New tech might bolster brain research

New University projects will develop a smaller MRI device and better image sensitivity.

by Kaylee Kruschke

Traditional magnetic resonance imagining, or MRI, machines have their patients drawn into a large, noisy tube.

But now, the MRI process could become as simple as strapping on a helmet, thanks to a new technology partly developed by University of Minnesota scientists.

The project is one of two University projects that received a total of $2.5 million through two National Institutes of Health grants late last month. It was a part of President Barack Obama’s Brain Research through Advancing Innovative Technologies Initiative, or BRAIN, project. 

The initiative supports high-risk neuroimaging projects that would otherwise struggle to secure funding, radiology professor Michael Garwood said.

While both University research projects focus on MRI technology, one will improve existing imaging and the other will create a brand new method of administering the test.

“We need to make MRI more portable, more accessible and lower cost before we retire,” Garwood said.

Lifting the limits of today’s MRIs

Although current MRI tests are only available to an estimated 5 percent of the world’s population, a small, helmet-like MRI device could enable neuroscience studies and treatment in places they haven’t yet touched.

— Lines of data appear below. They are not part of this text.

//! In-memory key-value store

use std::collections::BTreeMap;
use std::sync::Arc;
use tokio::sync::RwLock;

use vigil_core::{KvPair, KvStore, Result};

/// In-process key-value store
///
/// Every mutation happens inside a single write-lock critical section, so a
/// reader never observes a partially applied write. Clones share state.
#[derive(Debug, Clone, Default)]
pub struct MemoryKvStore {
    state: Arc<RwLock<BTreeMap<String, Vec<u8>>>>,
}

impl MemoryKvStore {
    pub fn new() -> Self {
        Self::default()
    }

    /// Number of keys currently stored
    pub async fn len(&self) -> usize {
        self.state.read().await.len()
    }

    pub async fn is_empty(&self) -> bool {
        self.state.read().await.is_empty()
    }
}

#[async_trait::async_trait]
impl KvStore for MemoryKvStore {
    async fn get(&self, key: &str) -> Result<Option<Vec<u8>>> {
        let state = self.state.read().await;
        Ok(state.get(key).cloned())
    }

    async fn put(&self, key: &str, value: Vec<u8>) -> Result<()> {
        let mut state = self.state.write().await;
        state.insert(key.to_string(), value);
        Ok(())
    }

    async fn put_if_exists(&self, guard_key: &str, key: &str, value: Vec<u8>) -> Result<bool> {
        let mut state = self.state.write().await;
        if !state.contains_key(guard_key) {
            return Ok(false);
        }
        state.insert(key.to_string(), value);
        Ok(true)
    }

    async fn delete(&self, key: &str) -> Result<bool> {
        let mut state = self.state.write().await;
        Ok(state.remove(key).is_some())
    }

    async fn list_prefix(&self, prefix: &str) -> Result<Vec<KvPair>> {
        let state = self.state.read().await;
        let pairs = state
            .range(prefix.to_string()..)
            .take_while(|(key, _)| key.starts_with(prefix))
            .map(|(key, value)| KvPair::new(key.clone(), value.clone()))
            .collect();
        Ok(pairs)
    }

    async fn exists(&self, key: &str) -> Result<bool> {
        let state = self.state.read().await;
        Ok(state.contains_key(key))
    }
}
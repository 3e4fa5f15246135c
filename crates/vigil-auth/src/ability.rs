//! Abilities: per-kind permission predicates

use std::collections::HashMap;
use std::sync::Arc;

use vigil_core::actor::WILDCARD;
use vigil_core::{Actor, Permission, Resource, ResourceKind, Rule, TenantKey};

/// Decides whether an actor may perform an operation on one resource.
///
/// Implementations must treat a resource they cannot evaluate as denied.
pub trait Ability: Send + Sync {
    fn can(&self, actor: &Actor, permission: Permission, resource: &dyn Resource) -> bool;
}

/// Grants access when one of the actor's rules covers the resource's type,
/// tenant and the requested permission.
#[derive(Debug, Clone, Copy, Default)]
pub struct RuleAbility;

impl Ability for RuleAbility {
    fn can(&self, actor: &Actor, permission: Permission, resource: &dyn Resource) -> bool {
        let kind = resource.kind();
        let tenant = match (kind.is_tenant_scoped(), resource.tenant_key()) {
            (true, None) => return false,
            (true, tenant) => tenant,
            (false, _) => None,
        };

        actor
            .rules
            .iter()
            .any(|rule| rule_covers(rule, kind, tenant.as_ref(), permission))
    }
}

/// Rule-based access, plus every actor may read its own user record.
#[derive(Debug, Clone, Copy, Default)]
pub struct UserAbility;

impl Ability for UserAbility {
    fn can(&self, actor: &Actor, permission: Permission, resource: &dyn Resource) -> bool {
        if permission == Permission::Read && resource.name() == actor.name.as_str() {
            return true;
        }
        RuleAbility.can(actor, permission, resource)
    }
}

fn rule_covers(
    rule: &Rule,
    kind: ResourceKind,
    tenant: Option<&TenantKey>,
    permission: Permission,
) -> bool {
    if !rule.grants(permission) || !pattern_matches(&rule.resource_type, kind.as_str()) {
        return false;
    }
    match tenant {
        Some(tenant) => {
            pattern_matches(&rule.organization, tenant.organization())
                && pattern_matches(&rule.environment, tenant.environment())
        }
        None => true,
    }
}

fn pattern_matches(pattern: &str, value: &str) -> bool {
    pattern == WILDCARD || pattern == value
}

/// Explicit mapping from resource kind to the ability governing it.
///
/// A kind without an entry is never accessible.
#[derive(Clone)]
pub struct AbilityTable {
    abilities: HashMap<ResourceKind, Arc<dyn Ability>>,
}

impl AbilityTable {
    pub fn empty() -> Self {
        Self {
            abilities: HashMap::new(),
        }
    }

    pub fn with(mut self, kind: ResourceKind, ability: Arc<dyn Ability>) -> Self {
        self.abilities.insert(kind, ability);
        self
    }

    pub fn get(&self, kind: ResourceKind) -> Option<&Arc<dyn Ability>> {
        self.abilities.get(&kind)
    }
}

impl Default for AbilityTable {
    fn default() -> Self {
        Self::empty()
            .with(ResourceKind::Entity, Arc::new(RuleAbility))
            .with(ResourceKind::Check, Arc::new(RuleAbility))
            .with(ResourceKind::Event, Arc::new(RuleAbility))
            .with(ResourceKind::User, Arc::new(UserAbility))
    }
}
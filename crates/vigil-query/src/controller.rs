//! Check controller: check configurations scoped to what the actor may read

use std::sync::Arc;

use async_trait::async_trait;
use tracing::debug;

use vigil_auth::Authorizer;
use vigil_core::{CheckConfig, RequestContext, Result};
use vigil_storage::Store;

/// Filters applied when querying checks
#[derive(Debug, Clone, Default, PartialEq, Eq)]
pub struct CheckQueryParams {
    /// Only checks published to this subscription
    pub subscription: Option<String>,
}

impl CheckQueryParams {
    pub fn new() -> Self {
        Self::default()
    }

    pub fn with_subscription(mut self, subscription: impl Into<String>) -> Self {
        self.subscription = Some(subscription.into());
        self
    }
}

/// Source of check configurations for the query layer.
///
/// Implementations apply authorization themselves; results are returned to
/// the actor as-is.
#[async_trait]
pub trait CheckQuery: Send + Sync {
    async fn query(
        &self,
        ctx: &RequestContext,
        params: &CheckQueryParams,
    ) -> Result<Vec<CheckConfig>>;
}

pub struct CheckController {
    store: Store,
    authorizer: Arc<Authorizer>,
}

impl CheckController {
    pub fn new(store: Store, authorizer: Arc<Authorizer>) -> Self {
        Self { store, authorizer }
    }
}

#[async_trait]
impl CheckQuery for CheckController {
    async fn query(
        &self,
        ctx: &RequestContext,
        params: &CheckQueryParams,
    ) -> Result<Vec<CheckConfig>> {
        let mut checks = self.store.checks().get_check_configs(ctx).await?;
        if let Some(subscription) = &params.subscription {
            checks.retain(|check| check.subscriptions.contains(subscription));
        }
        debug!(
            tenant = %ctx.tenant(),
            fetched = checks.len(),
            "Queried check configurations"
        );
        Ok(self.authorizer.filter_readable(ctx.actor(), checks))
    }
}

#[cfg(test)]
mod tests {
    use super::*;
    use vigil_core::fixtures::{fixture_actor_admin, fixture_check_config};
    use vigil_core::{Actor, Permission, Rule};
    use vigil_storage::MemoryKvStore;

    async fn seeded_store(ctx: &RequestContext) -> Store {
        let store = Store::new(Arc::new(MemoryKvStore::new()));
        store.tenants().ensure_tenant(ctx, ctx.tenant()).await.unwrap();

        let mut linux = fixture_check_config("check-disk");
        linux.subscriptions = vec!["linux".to_string()];
        store.checks().update_check_config(ctx, &linux).await.unwrap();

        let mut windows = fixture_check_config("check-cpu");
        windows.subscriptions = vec!["windows".to_string()];
        store.checks().update_check_config(ctx, &windows).await.unwrap();

        store
    }

    #[tokio::test]
    async fn test_query_filters_by_subscription() {
        let ctx = RequestContext::from_parts("default", "default", fixture_actor_admin("admin"))
            .unwrap();
        let controller =
            CheckController::new(seeded_store(&ctx).await, Arc::new(Authorizer::default()));

        let all = controller.query(&ctx, &CheckQueryParams::new()).await.unwrap();
        assert_eq!(all.len(), 2);

        let linux = controller
            .query(&ctx, &CheckQueryParams::new().with_subscription("linux"))
            .await
            .unwrap();
        assert_eq!(linux.len(), 1);
        assert_eq!(linux[0].name, "check-disk");
    }

    #[tokio::test]
    async fn test_query_applies_authorization() {
        let admin = RequestContext::from_parts("default", "default", fixture_actor_admin("admin"))
            .unwrap();
        let store = seeded_store(&admin).await;
        let controller = CheckController::new(store, Arc::new(Authorizer::default()));

        let entity_reader = Actor::new(
            "reader",
            vec![Rule::new("*", "*", "entities", vec![Permission::Read])],
        );
        let ctx = RequestContext::from_parts("default", "default", entity_reader).unwrap();

        let checks = controller.query(&ctx, &CheckQueryParams::new()).await.unwrap();
        assert!(checks.is_empty());
    }
}
//! Vigil Storage
//!
//! Tenant-scoped resource storage on top of a consistent key-value store:
//! - Key-value backends (in-memory and SQLite)
//! - Tenant registry used to validate writes
//! - Event, entity, check and user stores
//! - Storage configuration

mod codec;
pub mod checks;
pub mod config;
pub mod entities;
pub mod events;
pub mod keys;
pub mod memory;
pub mod sqlite;
pub mod store;
pub mod tenants;
pub mod users;

pub use checks::CheckConfigStore;
pub use config::{StoreBackend, StoreConfig};
pub use entities::EntityStore;
pub use events::EventStore;
pub use memory::MemoryKvStore;
pub use sqlite::{SqliteKvConfig, SqliteKvStore};
pub use store::Store;
pub use tenants::{Environment, Organization, TenantStore};
pub use users::UserStore;
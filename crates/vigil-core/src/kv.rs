//! Key-value store client abstraction
//!
//! The storage layer sits on a distributed, consistent key-value store. This
//! trait captures the small set of operations it needs; every call is atomic
//! per key and implementations are shared across in-flight requests as
//! `Arc<dyn KvStore>`.

use async_trait::async_trait;

use crate::Result;

/// A key and its stored value.
#[derive(Debug, Clone, PartialEq, Eq)]
pub struct KvPair {
    pub key: String,
    pub value: Vec<u8>,
}

impl KvPair {
    pub fn new(key: impl Into<String>, value: Vec<u8>) -> Self {
        Self {
            key: key.into(),
            value,
        }
    }
}

/// Key-value store client
///
/// Implementations:
/// - `MemoryKvStore`: in-process map (tests, embedded use)
/// - `SqliteKvStore`: durable single-node store backed by SQLite
///
/// # Errors
/// All methods return `Error::Upstream` when the backend fails. Retry and
/// backoff are the responsibility of the implementation.
#[async_trait]
pub trait KvStore: Send + Sync {
    /// Get the value stored at `key`.
    async fn get(&self, key: &str) -> Result<Option<Vec<u8>>>;

    /// Create or overwrite `key`.
    async fn put(&self, key: &str, value: Vec<u8>) -> Result<()>;

    /// Create or overwrite `key` only if `guard_key` exists.
    ///
    /// The existence check and the write form one atomic transaction.
    /// Returns `false`, without writing, when the guard key is absent.
    async fn put_if_exists(&self, guard_key: &str, key: &str, value: Vec<u8>) -> Result<bool>;

    /// Remove `key`. Returns whether a value was removed.
    async fn delete(&self, key: &str) -> Result<bool>;

    /// All pairs whose key starts with `prefix`, sorted by key.
    async fn list_prefix(&self, prefix: &str) -> Result<Vec<KvPair>>;

    async fn exists(&self, key: &str) -> Result<bool> {
        Ok(self.get(key).await?.is_some())
    }
}
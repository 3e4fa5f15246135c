//! Vigil Authorization
//!
//! Read authorization for resources fetched by the query layer:
//! - `Ability`: permission predicate for one resource kind
//! - `AbilityTable`: explicit mapping from resource kind to its ability
//! - `Authorizer`: per-item checks and post-fetch filtering

pub mod ability;
pub mod authorizer;

pub use ability::{Ability, AbilityTable, RuleAbility, UserAbility};
pub use authorizer::Authorizer;
pub use vigil_core::Permission;
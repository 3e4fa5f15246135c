//! JSON encoding of stored records

use serde::Serialize;
use serde::de::DeserializeOwned;
use tracing::warn;

use vigil_core::{Error, KvPair, Result};

pub(crate) fn encode<T: Serialize>(value: &T) -> Result<Vec<u8>> {
    Ok(serde_json::to_vec(value)?)
}

/// Decode a record read by point lookup. A record that cannot be decoded is
/// a backing-store fault, not a caller error.
pub(crate) fn decode<T: DeserializeOwned>(key: &str, bytes: &[u8]) -> Result<T> {
    serde_json::from_slice(bytes)
        .map_err(|e| Error::Upstream(format!("Corrupt record at {}: {}", key, e)))
}

/// Decode every record of a listing, skipping the ones that fail so a single
/// corrupt record cannot fail the whole listing.
pub(crate) fn decode_listing<T: DeserializeOwned>(pairs: Vec<KvPair>) -> Vec<T> {
    pairs
        .into_iter()
        .filter_map(|pair| match serde_json::from_slice(&pair.value) {
            Ok(value) => Some(value),
            Err(e) => {
                warn!("Skipping corrupt record at {}: {}", pair.key, e);
                None
            }
        })
        .collect()
}

#[cfg(test)]
mod tests {
    use super::*;

    #[test]
    fn test_decode_listing_skips_corrupt_records() {
        let pairs = vec![
            KvPair::new("/a", encode(&1u32).unwrap()),
            KvPair::new("/b", b"{not json".to_vec()),
            KvPair::new("/c", encode(&3u32).unwrap()),
        ];

        let values: Vec<u32> = decode_listing(pairs);
        assert_eq!(values, vec![1, 3]);
    }

    #[test]
    fn test_decode_corrupt_record_is_upstream() {
        let result: Result<u32> = decode("/a", b"garbage");
        assert!(matches!(result, Err(Error::Upstream(_))));
    }
}
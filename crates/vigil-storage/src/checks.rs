//! Check configuration storage

use std::sync::Arc;
use tracing::debug;

use vigil_core::{CheckConfig, KvStore, RequestContext, Result};

use crate::codec::{decode, decode_listing, encode};
use crate::keys;
use crate::tenants::TenantStore;

pub struct CheckConfigStore {
    kv: Arc<dyn KvStore>,
    tenants: Arc<TenantStore>,
}

impl CheckConfigStore {
    pub fn new(kv: Arc<dyn KvStore>, tenants: Arc<TenantStore>) -> Self {
        Self { kv, tenants }
    }

    pub async fn get_check_configs(&self, ctx: &RequestContext) -> Result<Vec<CheckConfig>> {
        let prefix = keys::checks_prefix(ctx.tenant());
        let pairs = ctx.run(self.kv.list_prefix(&prefix)).await?;
        Ok(decode_listing(pairs))
    }

    pub async fn get_check_config_by_name(
        &self,
        ctx: &RequestContext,
        name: &str,
    ) -> Result<Option<CheckConfig>> {
        let key = keys::check(ctx.tenant(), name)?;
        match ctx.run(self.kv.get(&key)).await? {
            Some(bytes) => decode(&key, &bytes).map(Some),
            None => Ok(None),
        }
    }

    pub async fn update_check_config(&self, ctx: &RequestContext, check: &CheckConfig) -> Result<()> {
        check.validate()?;
        let tenant = check.tenant()?;
        let key = keys::check(&tenant, &check.name)?;
        self.tenants
            .put_scoped(ctx, &tenant, &key, encode(check)?)
            .await?;

        debug!("Updated check {} in {}", check.name, tenant);
        Ok(())
    }

    pub async fn delete_check_config_by_name(&self, ctx: &RequestContext, name: &str) -> Result<()> {
        let key = keys::check(ctx.tenant(), name)?;
        ctx.run(self.kv.delete(&key)).await?;
        Ok(())
    }
}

“It can go into Africa or wherever,” said Garwood, a co-lead researcher. “You can do neuroscience on populations of people and cultures we’ve never dreamt of before because you have to go out into the field to do it.”

While they’re important for gathering neuroscience information, current MRI scanners where patients lie on their back and can’t move aren’t able to study motion disorders or a person playing a piano or riding a bike, Garwood said.

“[It] is very limited to the types of things you can study,” he said. “If we could just put a magnet over somebody’s head and the rest of the body is free, it can open up a bunch of studies in neuroscience.”

The smaller MRI device would allow patients to sit or stand upright with only their head contained inside the machine, and possibly with their eyes exposed, said Thomas Vaughan, a co-lead researcher and radiology professor.

With their three-year, $1.2 million grant, the researchers won’t actually develop the smaller machine, Vaughan said, but they will prove it’s a feasible idea. From there, the researchers will have to apply for other funding to actually develop the smaller device, he added.

The University has already developed most of what it needs to prove that it can develop the device. All that’s left to develop is a magnet, Vaughan said, which the federal funding will be focused on.

MRI devices use a magnet composed of many wires that must be kept at absolute-zero temperature by a thermos filled with liquid helium to function, Vaughan said.

To develop a smaller MRI device, Vaughan said, researchers plan to use other wires that can be cooled with other less expensive and more readily available techniques, like liquid nitrogen.

Garwood said he and Vaughan have been dreaming about revolutionizing MRIs for at least a decade.

“We can’t think of a better goal, or at least we’ll die trying to give [MRI technology] to the rest of the world in the last decade or so of our
careers,” Vaughan said.

Creating better MRI picture resolution

Radiology professor Wei Chen wants to look as closely at the brain as possible without entering actually entering the body.

Through a partnership with Penn State University, his project will try to streamline current MRI devices and make them more efficient and less expensive, Chen said.

By combining existing technologies and techniques with a cutting-edge material, Chen said his engineering solution would increase imaging sensitivity, reduce the amount of energy the machine uses and improve an image’s resolution.

“[We could] see more details about the brain functions, how they work together and how they help each other,” Chen said.

With improved imaging sensitivity, invasive techniques would not be necessary to look deeper into the brain at cerebral structure and responses, Chen said.

“We feel there’s just not enough [imaging] sensitivity,” Chen said, adding that he hopes his technology will increase imaging sensitivity by two to five times.

And because it would take less time to obtain a high-quality photo of the brain, Chen said his method would reduce the amount of time patients have to be in an MRI machine.

Chen said he has already begun developing the technology, but that the $1.3 million NIH grant will continue that work and hopefully help prove its success.

“If we can prove this concept works, it will open new opportunities to do real challenging neuroscience application,” Chen said.